**Exercise**
Scan the entries for lines with the word "json", then copy those lines.

**Dataset**
· · · · · · ·

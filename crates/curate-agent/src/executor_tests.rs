use super::*;
use crate::error::AgentError;
use crate::fake::FakeAgent;
use serde_json::json;

#[tokio::test]
async fn success_returns_text_and_usage() {
    let agent = FakeAgent::new();
    agent.push_response(Ok(AgentOutcome {
        text: "done".into(),
        usage: Some(TokenUsage {
            input_tokens: 10,
            output_tokens: 5,
            total_tokens: 15,
        }),
    }));
    let executor = StageExecutor::new(agent);
    let cancel = CancellationToken::new();

    let outcome = executor
        .execute(json!({}), &cancel)
        .await
        .expect("not cancelled");
    match outcome {
        StageOutcome::Success { text, usage } => {
            assert_eq!(text, "done");
            assert_eq!(usage.unwrap().total_tokens, 15);
        }
        StageOutcome::Failed { .. } => panic!("expected success"),
    }
}

#[tokio::test(start_paused = true)]
async fn exhausted_retries_surface_as_failed_not_err() {
    let agent = FakeAgent::new();
    agent.set_default_response(Err(AgentError::Invocation("boom".into())));
    let executor =
        StageExecutor::with_policy(agent.clone(), 2, Duration::from_millis(1), Duration::from_millis(5));
    let cancel = CancellationToken::new();

    let outcome = executor
        .execute(json!({}), &cancel)
        .await
        .expect("not cancelled");
    assert!(matches!(outcome, StageOutcome::Failed { .. }));
    assert_eq!(agent.call_count(), 3);
}

#[tokio::test]
async fn cancellation_yields_none() {
    let agent = FakeAgent::new();
    agent.set_default_response(Err(AgentError::Invocation("boom".into())));
    let executor = StageExecutor::new(agent);
    let cancel = CancellationToken::new();
    cancel.cancel();

    let outcome = executor.execute(json!({}), &cancel).await;
    assert!(outcome.is_none());
}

· · · · · · ·

**Task response**
use serde_json::json;
        .execute(json!({}), &cancel)
        .execute(json!({}), &cancel)
    let outcome = executor.execute(json!({}), &cancel).await;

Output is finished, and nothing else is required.